What's occurring is exactly what you would expect when highly successful and intelligent professionals such as doctors and their administrators, get serious about responding to changing conditions
Davie, FL (PRWEB) August 29, 2012
Everyone knows that over the past 36 months there has been ongoing, dramatic reductions of reimbursements, increases in insurance claim denials, hospitals acquiring physician practices - all leading to an understandable negative sentiment amongst many Cardiologists. These sentiments are leading to the consideration of options including integration, layoffs, reducing staff pay, and in some cases closure altogether.
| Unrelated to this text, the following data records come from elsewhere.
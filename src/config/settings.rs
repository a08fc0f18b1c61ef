//! Configuration structures for deserialisation.
//!
//! These structures map directly to the JSON configuration file format.

use serde::Deserialize;

use crate::circuit::Layer;
use crate::error::ConfigError;

/// Root configuration structure.
///
/// This is the top-level structure that matches the JSON config file.
#[derive(Debug, Default, Deserialize)]
#[serde(deny_unknown_fields)]
pub struct Config {
    /// Optional JSON schema reference (ignored during parsing).
    #[serde(rename = "$schema", default)]
    _schema: Option<String>,

    /// Optional comment field (ignored during parsing).
    #[serde(rename = "_comment", default)]
    _comment: Option<String>,

    /// Default pour settings.
    #[serde(default)]
    pub pour: PourDefaults,

    /// Logging settings.
    #[serde(default)]
    pub logging: LoggingConfig,
}

impl Config {
    /// Validates the configuration.
    ///
    /// # Errors
    ///
    /// Returns an error if any validation checks fail.
    pub fn validate(&self) -> Result<(), ConfigError> {
        if Layer::parse(&self.pour.layer).is_none() {
            return Err(ConfigError::ValidationError {
                message: format!(
                    "Invalid pour layer '{}'. Must be one of: top, bottom, inner1-inner6",
                    self.pour.layer
                ),
            });
        }

        let margins = [
            ("pad_margin", Some(self.pour.pad_margin)),
            ("trace_margin", Some(self.pour.trace_margin)),
            ("board_edge_margin", Some(self.pour.board_edge_margin)),
            ("cutout_margin", self.pour.cutout_margin),
        ];
        for (name, value) in margins {
            if let Some(value) = value {
                if !value.is_finite() || value < 0.0 {
                    return Err(ConfigError::ValidationError {
                        message: format!("Invalid {name} {value}. Must be a non-negative number"),
                    });
                }
            }
        }

        Ok(())
    }
}

/// Default pour settings, used where the command line does not override them.
#[derive(Debug, Clone, Deserialize)]
#[serde(deny_unknown_fields)]
pub struct PourDefaults {
    /// Layer to pour on: "top", "bottom", "inner1".."inner6".
    /// Default: "top"
    #[serde(default = "default_layer")]
    pub layer: String,

    /// Clearance around pads of other nets in mm.
    #[serde(default = "default_margin")]
    pub pad_margin: f64,

    /// Clearance around traces of other nets in mm.
    #[serde(default = "default_margin")]
    pub trace_margin: f64,

    /// Clearance from the board edge in mm.
    #[serde(default)]
    pub board_edge_margin: f64,

    /// Clearance around cutouts in mm. Unset leaves it to the solver.
    #[serde(default)]
    pub cutout_margin: Option<f64>,
}

impl PourDefaults {
    /// Returns the configured layer.
    ///
    /// Falls back to the top layer if the name is unknown; [`Config::validate`]
    /// rejects such configurations.
    #[must_use]
    pub fn layer(&self) -> Layer {
        Layer::parse(&self.layer).unwrap_or_default()
    }
}

impl Default for PourDefaults {
    fn default() -> Self {
        Self {
            layer: default_layer(),
            pad_margin: default_margin(),
            trace_margin: default_margin(),
            board_edge_margin: 0.0,
            cutout_margin: None,
        }
    }
}

fn default_layer() -> String {
    "top".to_string()
}

const fn default_margin() -> f64 {
    0.2
}

/// Logging configuration.
#[derive(Debug, Clone, Deserialize)]
#[serde(deny_unknown_fields)]
pub struct LoggingConfig {
    /// Log level (trace, debug, info, warn, error).
    #[serde(default = "default_log_level")]
    pub level: String,
}

impl Default for LoggingConfig {
    fn default() -> Self {
        Self {
            level: default_log_level(),
        }
    }
}

fn default_log_level() -> String {
    "warn".to_string()
}
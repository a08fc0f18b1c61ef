//! Error types for circuit JSON reading.

use std::io;
use std::path::PathBuf;
use thiserror::Error;

/// Result type for circuit operations.
pub type CircuitResult<T> = Result<T, CircuitError>;

/// Errors that can occur while reading a circuit JSON document.
#[derive(Debug, Error)]
pub enum CircuitError {
    /// Failed to open or read the file.
    #[error("Failed to read file: {path}")]
    FileRead {
        /// Path to the file.
        path: PathBuf,
        /// Underlying I/O error.
        #[source]
        source: io::Error,
    },

    /// The document is not valid JSON.
    #[error("Invalid circuit JSON")]
    Json {
        /// Underlying JSON error.
        #[source]
        source: serde_json::Error,
    },

    /// The document is valid JSON but not an array of elements.
    #[error("Circuit JSON must be an array of elements")]
    NotAnArray,

    /// An element of a known type does not match its schema.
    #[error("Invalid {element_type} at index {index}")]
    InvalidElement {
        /// Position of the element in the document.
        index: usize,
        /// The element's `type` tag.
        element_type: String,
        /// Underlying JSON error.
        #[source]
        source: serde_json::Error,
    },

    /// A field required by the element's shape is missing.
    #[error("{element_type} '{element_id}' is missing required field '{field}'")]
    MissingField {
        /// The element's `type` tag.
        element_type: String,
        /// The element's id.
        element_id: String,
        /// Name of the missing field.
        field: &'static str,
    },

    /// A layer name is not a known copper layer.
    #[error("Element '{element_id}' references unknown layer '{layer}'")]
    UnknownLayer {
        /// The element's id.
        element_id: String,
        /// The unrecognised layer name.
        layer: String,
    },
}

impl CircuitError {
    /// Creates a file read error.
    pub fn file_read(path: impl Into<PathBuf>, source: io::Error) -> Self {
        Self::FileRead {
            path: path.into(),
            source,
        }
    }

    /// Creates an invalid element error.
    pub fn invalid_element(
        index: usize,
        element_type: impl Into<String>,
        source: serde_json::Error,
    ) -> Self {
        Self::InvalidElement {
            index,
            element_type: element_type.into(),
            source,
        }
    }

    /// Creates a missing field error.
    pub fn missing_field(
        element_type: impl Into<String>,
        element_id: impl Into<String>,
        field: &'static str,
    ) -> Self {
        Self::MissingField {
            element_type: element_type.into(),
            element_id: element_id.into(),
            field,
        }
    }

    /// Creates an unknown layer error.
    pub fn unknown_layer(element_id: impl Into<String>, layer: impl Into<String>) -> Self {
        Self::UnknownLayer {
            element_id: element_id.into(),
            layer: layer.into(),
        }
    }
}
The reality is that this type of extreme concern over admittedly challenging conditions and stiff challenges may be completely unnecessary, according to the National Diagnostics Services Organization (http://www.NDSOINFO.COM).
"With more business people and corporations entering the healthcare industry than ever before, there are in fact available options and solutions in areas which have been directly battered by cuts and so on, explains Avi E Soffer, President of the NDSO and CEO of University Nuclear and Diagnostics (“UND”), whose company provides ways of increasing profitability for physicians via drastically reducing a facility’s nuclear diagnostic testing costs.
“There is no secret,” insists Soffer. “What's occurring is exactly what you would expect when highly successful and intelligent professionals such as doctors and their administrators, get serious about responding to changing conditions.” “University Nuclear and diagnostic and other accredited, capable service organizations very simply allow for doctors to among other things, counterpunch the conditions by cutting their nuclear stress testing costs, while simultaneously be introduced to ways of improving patient care via additional, proven revenue increasing modalities. As per the sudden, abrupt changes in the industry, outfits such as UND are being called upon by doctors, administrators and even techs to do what’s necessary in getting their practices back on stable ground.”
Soffer and UND further point out that the message from Medicare and the insurance companies regarding testing ranging from pre authorizations to reimbursements has been sent, is clear and likely not going to change. According to Soffer and the NDSO, the response should be, "So what? Rather than worry about something no one can do anything about – there are very real solutions to the problems - and answers to the questions. As long as DSO's such as UND and others continue to do their part in bringing about awareness of proven solutions and responses to the issues, then those who are independent, enjoy making a good living and want to continue being the master of their own destiny – are absolutely able to do so."